Examine each line in the records below for the word "text". Report how many lines contain it, and nothing else.

Stored data:
-------------------------
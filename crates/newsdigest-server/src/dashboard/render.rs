//! HTML building blocks for the dashboard pages.

use axum::response::Html;
use newsdigest_core::{Article, Section, SentimentLabel};
use newsdigest_db::ArticleStatistics;
use newsdigest_pipeline::IngestReport;

const STYLE: &str = "body{font-family:sans-serif;max-width:960px;margin:2rem auto;padding:0 1rem;color:#222}\
nav a{margin-right:1rem}table{border-collapse:collapse;width:100%}\
td,th{border-bottom:1px solid #ddd;padding:.4rem;text-align:left;vertical-align:top}\
.error{background:#fde2e2;border:1px solid #e99;padding:.6rem}\
.notice{background:#e6f4ea;border:1px solid #9c9;padding:.6rem}\
.positive{color:#1a7f37}.negative{color:#c62828}.neutral{color:#666}\
.metric{display:inline-block;margin-right:2rem}.metric b{font-size:1.6rem;display:block}";

/// Escape text for use in HTML element content and quoted attributes.
pub(crate) fn escape(text: &str) -> String {
    let mut out = String::with_capacity(text.len());
    for c in text.chars() {
        match c {
            '&' => out.push_str("&amp;"),
            '<' => out.push_str("&lt;"),
            '>' => out.push_str("&gt;"),
            '"' => out.push_str("&quot;"),
            '\'' => out.push_str("&#39;"),
            _ => out.push(c),
        }
    }
    out
}

/// Wrap a page body in the shared layout. `title` is escaped; `body` must
/// already be safe HTML.
pub(crate) fn page(title: &str, body: &str) -> Html<String> {
    Html(format!(
        "<!DOCTYPE html>\n<html lang=\"ko\"><head><meta charset=\"utf-8\">\
         <title>{title} · News Digest</title><style>{STYLE}</style></head><body>\
         <nav><a href=\"/dashboard\">Overview</a><a href=\"/dashboard/articles\">Articles</a>\
         <a href=\"/dashboard/statistics\">Statistics</a><a href=\"/dashboard/search\">Search</a></nav>\
         <h1>{title}</h1>{body}</body></html>",
        title = escape(title),
    ))
}

pub(crate) fn error_message(message: &str) -> String {
    format!("<p class=\"error\">{}</p>", escape(message))
}

pub(crate) fn notice(message: &str) -> String {
    format!("<p class=\"notice\">{}</p>", escape(message))
}

fn sentiment_cell(label: Option<SentimentLabel>, score: Option<f64>) -> String {
    match (label, score) {
        (Some(label), Some(score)) => {
            format!("<span class=\"{label}\">{label} ({score:.2})</span>")
        }
        (Some(label), None) => format!("<span class=\"{label}\">{label}</span>"),
        _ => "<span class=\"neutral\">-</span>".to_string(),
    }
}

/// `<select>` of all sections, with `selected` pre-chosen. `include_all`
/// adds an empty "all sections" option.
pub(crate) fn section_select(selected: Option<Section>, include_all: bool) -> String {
    let mut options = String::new();
    if include_all {
        options.push_str("<option value=\"\">All sections</option>");
    }
    for section in Section::ALL {
        let marker = if Some(section) == selected {
            " selected"
        } else {
            ""
        };
        options.push_str(&format!(
            "<option value=\"{}\"{marker}>{} ({})</option>",
            section.slug(),
            escape(section.label()),
            escape(section.portal_name()),
        ));
    }
    format!("<select name=\"section\">{options}</select>")
}

pub(crate) fn article_table(articles: &[Article]) -> String {
    if articles.is_empty() {
        return "<p>No articles stored yet.</p>".to_string();
    }
    let rows: String = articles
        .iter()
        .map(|a| {
            format!(
                "<tr><td>{created}</td><td>{section}</td>\
                 <td><a href=\"/dashboard/articles/{id}\">{title}</a></td>\
                 <td>{summary}</td><td>{sentiment}</td>\
                 <td><form method=\"post\" action=\"/dashboard/articles/{id}/delete\">\
                 <button type=\"submit\">Delete</button></form></td></tr>",
                created = a.created_at.format("%Y-%m-%d %H:%M"),
                section = escape(a.section.label()),
                id = a.id,
                title = escape(&a.title),
                summary = escape(a.summary.as_deref().unwrap_or("")),
                sentiment = sentiment_cell(a.sentiment, a.sentiment_score),
            )
        })
        .collect();
    format!(
        "<table><thead><tr><th>Stored</th><th>Section</th><th>Title</th>\
         <th>Summary</th><th>Sentiment</th><th></th></tr></thead><tbody>{rows}</tbody></table>"
    )
}

pub(crate) fn article_detail(article: &Article) -> String {
    format!(
        "<p><a href=\"{url}\" rel=\"noopener noreferrer\">{url}</a></p>\
         <p>{section} · stored {created} · {sentiment}</p>\
         <h2>Summary</h2><p>{summary}</p><h2>Content</h2><p>{content}</p>\
         <form method=\"post\" action=\"/dashboard/articles/{id}/delete\">\
         <button type=\"submit\">Delete</button></form>",
        url = escape(&article.url),
        section = escape(article.section.label()),
        created = article.created_at.format("%Y-%m-%d %H:%M UTC"),
        sentiment = sentiment_cell(article.sentiment, article.sentiment_score),
        summary = escape(article.summary.as_deref().unwrap_or("(no summary)")),
        content = escape(&article.content),
        id = article.id,
    )
}

pub(crate) fn metrics(stats: &ArticleStatistics) -> String {
    let average = stats
        .average_sentiment_score
        .map_or_else(|| "-".to_string(), |s| format!("{s:.2}"));
    format!(
        "<div><span class=\"metric\"><b>{}</b>articles</span>\
         <span class=\"metric\"><b>{}</b>stored today</span>\
         <span class=\"metric\"><b>{average}</b>avg. sentiment score</span></div>",
        stats.total_articles, stats.today_articles,
    )
}

pub(crate) fn statistics_tables(stats: &ArticleStatistics) -> String {
    let sections: String = stats
        .section_counts
        .iter()
        .map(|c| {
            format!(
                "<tr><td>{}</td><td>{}</td></tr>",
                escape(c.section.label()),
                c.count
            )
        })
        .collect();
    let sentiments: String = stats
        .sentiment_counts
        .iter()
        .map(|c| {
            format!(
                "<tr><td class=\"{label}\">{label}</td><td>{count}</td></tr>",
                label = c.label,
                count = c.count
            )
        })
        .collect();
    let days: String = stats
        .daily_counts
        .iter()
        .map(|d| format!("<tr><td>{}</td><td>{}</td></tr>", escape(&d.day), d.count))
        .collect();
    format!(
        "<h2>By section</h2><table><tbody>{sections}</tbody></table>\
         <h2>By sentiment</h2><table><tbody>{sentiments}</tbody></table>\
         <h2>By day</h2><table><tbody>{days}</tbody></table>"
    )
}

pub(crate) fn search_form(selected: Option<Section>, count: usize) -> String {
    format!(
        "<form method=\"post\" action=\"/dashboard/search\">{select} \
         <input type=\"number\" name=\"count\" min=\"1\" max=\"200\" value=\"{count}\"> \
         <button type=\"submit\">Fetch and analyse</button></form>",
        select = section_select(selected, false),
    )
}

pub(crate) fn ingest_result(report: &IngestReport) -> String {
    let summary_line = format!(
        "{}: {} fetched, {} stored, {} already known, {} skipped.",
        report.section.label(),
        report.fetched,
        report.stored.len(),
        report.duplicates,
        report.skipped,
    );
    let rows: String = report
        .stored
        .iter()
        .map(|a| {
            format!(
                "<tr><td><a href=\"/dashboard/articles/{id}\">{title}</a></td>\
                 <td>{summary}</td><td>{sentiment}</td></tr>",
                id = a.id,
                title = escape(&a.title),
                summary = escape(&a.summary),
                sentiment = sentiment_cell(a.sentiment, a.sentiment_score),
            )
        })
        .collect();
    format!(
        "{}<table><thead><tr><th>Title</th><th>Summary</th><th>Sentiment</th></tr></thead>\
         <tbody>{rows}</tbody></table>",
        notice(&summary_line)
    )
}

#[cfg(test)]
mod tests {
    use super::*;

    #[test]
    fn escape_replaces_markup_characters() {
        assert_eq!(
            escape(r#"<a href="x">Tom & 'Jerry'</a>"#),
            "&lt;a href=&quot;x&quot;&gt;Tom &amp; &#39;Jerry&#39;&lt;/a&gt;"
        );
        assert_eq!(escape("정치 뉴스"), "정치 뉴스");
    }

    #[test]
    fn page_escapes_title() {
        let Html(html) = page("<script>", "<p>ok</p>");
        assert!(html.contains("<h1>&lt;script&gt;</h1>"));
        assert!(html.contains("<p>ok</p>"));
    }

    #[test]
    fn section_select_marks_selection() {
        let html = section_select(Some(Section::World), true);
        assert!(html.contains("<option value=\"world\" selected>"));
        assert!(html.contains("<option value=\"\">All sections</option>"));
        assert_eq!(html.matches("<option").count(), 7);
    }
}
-------------------------
[EXERCISE SOLUTION]: 5